ABC has changed the name its pregame show five times in five seasons, and has rotated several analysts in each season. For the 2006-2007 season, the pregame show is known as NBA Sunday Countdown. Each season, the show has been sponsored by GMC, with exception of the Finals, where it is sponsored by Chevrolet. Mike Tirico hosted the pregame show from ABC's first season with the NBA to the middle of the network's fourth with the league. On March 19, 2006, Tirico was replaced by ESPN's Dan Patrick, as Tirico was moved to the number two play-by-play team. On Christmas Day 2007, Stuart Scott became the new studio host, replacing Patrick, who left the network. Other hosts of the pregame show include former regular substitute John Saunders. The pregame show is best known for pre-empting that in North Dakota through its Forum Communications Company cluster for paid programming.

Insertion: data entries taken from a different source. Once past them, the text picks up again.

//! ToolRunner port - abstraction over external process execution
//!
//! The build tool and the package manager are opaque collaborators: the
//! runner starts them and reports their status, nothing more.

use crate::domain::value_objects::Invocation;
use crate::error::WheelwrightResult;

/// Runs external commands to completion
///
/// Implementations:
/// - `ProcessRunner` - spawns the program with inherited stdio
/// - `DryRunRunner` - records invocations without running anything
pub trait ToolRunner {
    /// Run the invocation in the foreground.
    ///
    /// Returns `ToolNotFound` when the program cannot be started and
    /// `ToolFailed` (carrying the exit code) when it exits unsuccessfully.
    fn run(&self, invocation: &Invocation) -> WheelwrightResult<()>;

    /// Whether this runner actually executes commands
    fn is_dry_run(&self) -> bool {
        false
    }
}

impl<T: ToolRunner + ?Sized> ToolRunner for &T {
    fn run(&self, invocation: &Invocation) -> WheelwrightResult<()> {
        (**self).run(invocation)
    }

    fn is_dry_run(&self) -> bool {
        (**self).is_dry_run()
    }
}
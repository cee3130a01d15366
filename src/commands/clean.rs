//! Clean command handler
//!
//! Removes build output. Needs no package metadata, so it works even when
//! the metadata file is broken or missing.

use anyhow::{bail, Result};

use wheelwright::application::{CleanOptions, CleanUseCase};
use wheelwright::infrastructure::LocalFs;

use super::CommandContext;
use crate::ui::json;
use crate::ui::views::clean::render_clean_result;

/// Execute the clean command
pub fn cmd_clean(ctx: &CommandContext) -> Result<()> {
    let options = CleanOptions::new()
        .with_dry_run(ctx.dry_run)
        .with_extra_paths(ctx.config.clean.extra_paths.clone());

    let result = CleanUseCase::new(LocalFs::new()).execute(&ctx.project_root, &options);

    if ctx.ui.json {
        let _ = json::emit(serde_json::json!({
            "event": "clean",
            "dry_run": ctx.dry_run,
            "removed": result.removed,
            "absent": result.absent,
            "skipped": result
                .skipped
                .iter()
                .map(|s| serde_json::json!({
                    "path": s.path,
                    "reason": s.reason.to_string(),
                }))
                .collect::<Vec<_>>(),
        }));
    } else {
        print!(
            "{}",
            render_clean_result(
                &result,
                &ctx.project_root,
                ctx.dry_run,
                ctx.ui.color,
                ctx.ui.unicode
            )
        );
    }

    if !result.is_success() {
        bail!("{} path(s) could not be removed", result.skipped.len());
    }
    Ok(())
}
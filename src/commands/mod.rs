//! Command handlers
//!
//! Each handler resolves what it needs from a [`CommandContext`], runs one
//! application use case and renders the outcome.

pub mod build;
pub mod clean;
pub mod depends;
pub mod info;
pub mod install;

use std::path::PathBuf;

use anyhow::Result;

use wheelwright::infrastructure::{DryRunRunner, ProcessRunner};
use wheelwright::{resolve_file, Config, PackageDescriptor, ToolRunner, Toolchain};

use crate::cli::{Cli, Commands};
use crate::ui::context::UiContext;
use crate::ui::output::print_config_warnings;
use crate::ui::views::invocation::render_invocations;

/// Everything a command needs, resolved once per run
pub struct CommandContext {
    pub project_root: PathBuf,
    pub config: Config,
    pub ui: UiContext,
    pub dry_run: bool,
}

impl CommandContext {
    /// Load layered configuration and apply CLI overrides.
    pub fn load(cli: &Cli) -> Result<Self> {
        let project_root = cli.directory.clone();
        let (mut config, warnings) = Config::load_layered(&project_root)?;
        if let Some(metadata) = &cli.metadata {
            config.metadata.file = metadata.clone();
        }

        let ui = UiContext::new(cli.json, cli.color, &config);
        print_config_warnings(&ui, &warnings);

        Ok(Self {
            project_root,
            config,
            ui,
            dry_run: cli.dry_run,
        })
    }

    /// Read the metadata file into a descriptor.
    pub fn descriptor(&self) -> Result<PackageDescriptor> {
        let path = self.config.metadata_path(&self.project_root);
        Ok(resolve_file(&path)?)
    }

    pub fn toolchain(&self) -> Toolchain {
        Toolchain::new(self.config.toolchain.clone(), &self.project_root)
    }

    /// Run `f` with the runner for this invocation.
    ///
    /// In dry-run mode nothing executes; the recorded invocations are printed
    /// afterwards, even when `f` fails.
    pub fn with_runner<T>(&self, f: impl FnOnce(&dyn ToolRunner) -> Result<T>) -> Result<T> {
        if !self.dry_run {
            let runner = ProcessRunner::new().with_quiet_stdout(self.ui.json);
            return f(&runner);
        }

        let runner = DryRunRunner::new();
        let result = f(&runner);
        self.print_invocations(&runner);
        result
    }

    fn print_invocations(&self, runner: &DryRunRunner) {
        let invocations = runner.invocations();
        if self.ui.json {
            for invocation in &invocations {
                let _ = crate::ui::json::emit(serde_json::json!({
                    "event": "invocation",
                    "command": invocation.command_line(),
                    "cwd": invocation.cwd().display().to_string(),
                    "dry_run": true,
                }));
            }
            return;
        }

        print!(
            "{}",
            render_invocations(&invocations, self.ui.color, self.ui.unicode)
        );
    }
}

/// Dispatch a parsed command. No command means `build`.
pub fn dispatch(command: Option<Commands>, ctx: &CommandContext) -> Result<()> {
    match command.unwrap_or(Commands::Build) {
        Commands::Build => build::cmd_build(ctx),
        Commands::Clean => clean::cmd_clean(ctx),
        Commands::Install => install::cmd_install(ctx),
        Commands::Uninstall => install::cmd_uninstall(ctx),
        Commands::Reinstall => install::cmd_reinstall(ctx),
        Commands::Depends => depends::cmd_depends(ctx),
        Commands::Info => info::cmd_info(ctx),
    }
}
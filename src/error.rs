//! Error types for Wheelwright
//!
//! Library code returns `WheelwrightError`; the binary wraps it in `anyhow`
//! and downcasts at the edge to pick an exit code.

use std::path::{Path, PathBuf};
use thiserror::Error;

/// Result type alias for Wheelwright operations
pub type WheelwrightResult<T> = Result<T, WheelwrightError>;

/// Exit code used when an external program cannot be spawned (shell convention).
pub const EXIT_TOOL_NOT_FOUND: i32 = 127;

/// Main error type for Wheelwright operations
#[derive(Error, Debug)]
pub enum WheelwrightError {
    /// Required `name = ...` or `version = ...` line is absent
    #[error("missing required field '{field}' in {}", describe_source(.file))]
    MissingField {
        field: &'static str,
        file: Option<PathBuf>,
    },

    /// Reading or removing a path failed
    #[error("I/O error at {path}: {source}")]
    Io {
        path: PathBuf,
        #[source]
        source: std::io::Error,
    },

    /// Tool configuration (wheelwright.toml) could not be parsed
    #[error("invalid configuration in {file}: {message}")]
    InvalidConfig { file: PathBuf, message: String },

    /// External program could not be started
    #[error("external tool '{program}' not found")]
    ToolNotFound { program: String },

    /// External program ran and reported failure
    #[error("`{command}` failed{}", describe_code(.code))]
    ToolFailed { command: String, code: Option<i32> },
}

impl WheelwrightError {
    pub(crate) fn io(path: impl Into<PathBuf>, source: std::io::Error) -> Self {
        Self::Io {
            path: path.into(),
            source,
        }
    }

    /// Process exit code the CLI should terminate with for this error.
    ///
    /// External tool failures propagate the tool's own code.
    pub fn exit_code(&self) -> i32 {
        match self {
            Self::ToolFailed { code, .. } => code.unwrap_or(1),
            Self::ToolNotFound { .. } => EXIT_TOOL_NOT_FOUND,
            _ => 1,
        }
    }

    /// File the error points at, if any.
    pub fn file(&self) -> Option<&Path> {
        match self {
            Self::MissingField { file, .. } => file.as_deref(),
            Self::Io { path, .. } => Some(path),
            Self::InvalidConfig { file, .. } => Some(file),
            Self::ToolNotFound { .. } | Self::ToolFailed { .. } => None,
        }
    }
}

fn describe_source(file: &Option<PathBuf>) -> String {
    match file {
        Some(path) => path.display().to_string(),
        None => "configuration text".to_string(),
    }
}

fn describe_code(code: &Option<i32>) -> String {
    match *code {
        Some(code) => format!(" with exit code {}", code),
        None => " (terminated by signal)".to_string(),
    }
}
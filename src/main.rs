//! Wheelwright CLI - build driver for Python wheel projects
//!
//! Usage: wheelwright [OPTIONS] [COMMAND]
//!
//! Commands:
//!   build      Build the wheel (default)
//!   clean      Remove build output and packaging metadata
//!   install    Install the wheel without consulting a package index
//!   uninstall  Uninstall the package
//!   reinstall  Uninstall, then install the wheel
//!   depends    Install build and test tooling
//!   info       Show the package name, version and expected wheel

mod cli;
mod commands;
mod ui;

use clap::Parser;
use tracing_subscriber::filter::LevelFilter;
use tracing_subscriber::EnvFilter;

use wheelwright::Config;

use crate::cli::Cli;
use crate::commands::CommandContext;
use crate::ui::context::UiContext;

fn level_for(verbose: u8) -> LevelFilter {
    match verbose {
        0 => LevelFilter::WARN,
        1 => LevelFilter::INFO,
        2 => LevelFilter::DEBUG,
        _ => LevelFilter::TRACE,
    }
}

fn init_tracing(verbose: u8) {
    let env_filter = EnvFilter::builder()
        .with_default_directive(level_for(verbose).into())
        .from_env_lossy();

    let _ = tracing_subscriber::fmt()
        .with_env_filter(env_filter)
        .with_writer(std::io::stderr)
        .without_time()
        .with_target(false)
        .try_init();
}

fn main() {
    let cli = Cli::parse();
    init_tracing(cli.verbose);

    let ctx = match CommandContext::load(&cli) {
        Ok(ctx) => ctx,
        Err(err) => {
            // Configuration did not load; only the CLI flags apply
            let output = UiContext::new(cli.json, cli.color, &Config::default());
            fail(&err, &output);
        }
    };

    if let Err(err) = commands::dispatch(cli.command, &ctx) {
        fail(&err, &ctx.ui);
    }
}

fn fail(err: &anyhow::Error, output: &UiContext) -> ! {
    ui::error::print_error(err, output);
    std::process::exit(ui::error::exit_code(err));
}
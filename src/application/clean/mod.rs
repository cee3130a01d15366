//! Clean Use Case
//!
//! Removes build output and generated packaging metadata.
//!
//! This module handles:
//! - The output directory (`dist/`) and intermediate `build/` directory
//! - `*.egg-info` directories in the project root and `src/`
//! - Extra paths from configuration
//!
//! Removing a path that is already gone is not an error.

mod options;
mod result;
mod use_case;

pub use options::CleanOptions;
pub use result::{CleanResult, SkipReason, SkippedPath};
pub use use_case::CleanUseCase;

Nessler was joined by Bill Walton in a two-man booth. The team did two broadcasts together before ABC decided that Walton needed a partner (much like he had at NBC with Steve Jones) and assigned pregame analyst Tom Tolbert to join the team. Nessler, Walton, and Tolbert broadcast most regular season games, and every network playoff game. Other games were broadcast by the team of Brent Musburger and Sean Elliott. After the worst ratings in NBA Finals history, low ratings overall, and harsh criticism, ABC decided to retool the team.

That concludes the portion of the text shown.